Stored items:
####################
//! Portal entry-point: loads settings, wires the backend and serves the
//! route entries.

mod server;

use actix_web::web;
use mockable::DefaultEnv;
use ortho_config::OrthoConfig;
use tracing::{info, warn};
use tracing_subscriber::{EnvFilter, fmt};

use portal::inbound::http::health::HealthState;
use portal::inbound::http::session_config::{BuildMode, KeySource, session_settings_from_env};
use server::{PortalSettings, ServerConfig, create_server};

/// Application bootstrap.
#[actix_web::main]
async fn main() -> color_eyre::Result<()> {
    color_eyre::install()?;
    if let Err(e) = fmt()
        .with_env_filter(EnvFilter::from_default_env())
        .json()
        .try_init()
    {
        warn!(error = %e, "tracing init failed");
    }

    let settings = PortalSettings::load_from_iter(std::env::args_os())?;
    let session = session_settings_from_env(&DefaultEnv::new(), BuildMode::from_debug_assertions())?;
    match &session.key_source {
        KeySource::File(path) => info!(
            path = %path.display(),
            fingerprint = %session.fingerprint(),
            "session key loaded"
        ),
        KeySource::Ephemeral => warn!(
            fingerprint = %session.fingerprint(),
            "using temporary session key (dev only)"
        ),
    }

    let config = ServerConfig::from_settings(&settings, session)?;
    let health_state = web::Data::new(HealthState::new());
    let server = create_server(health_state, config)?;
    server.await?;
    Ok(())
}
####################
◆ Task details: The expected response reproduces all of the data precisely.

◆ Exercise solution:
//! Portal entry-point: loads settings, wires the backend and serves the
//! route entries.

mod server;

use actix_web::web;
use mockable::DefaultEnv;
use ortho_config::OrthoConfig;
use tracing::{info, warn};
use tracing_subscriber::{EnvFilter, fmt};

use portal::inbound::http::health::HealthState;
use portal::inbound::http::session_config::{BuildMode, KeySource, session_settings_from_env};
use server::{PortalSettings, ServerConfig, create_server};

/// Application bootstrap.
#[actix_web::main]
async fn main() -> color_eyre::Result<()> {
    color_eyre::install()?;
    if let Err(e) = fmt()
        .with_env_filter(EnvFilter::from_default_env())
        .json()
        .try_init()
    {
        warn!(error = %e, "tracing init failed");
    }

    let settings = PortalSettings::load_from_iter(std::env::args_os())?;
    let session = session_settings_from_env(&DefaultEnv::new(), BuildMode::from_debug_assertions())?;
    match &session.key_source {
        KeySource::File(path) => info!(
            path = %path.display(),
            fingerprint = %session.fingerprint(),
            "session key loaded"
        ),
        KeySource::Ephemeral => warn!(
            fingerprint = %session.fingerprint(),
            "using temporary session key (dev only)"
        ),
    }

    let config = ServerConfig::from_settings(&settings, session)?;
    let health_state = web::Data::new(HealthState::new());
    let server = create_server(health_state, config)?;
    server.await?;
    Ok(())
}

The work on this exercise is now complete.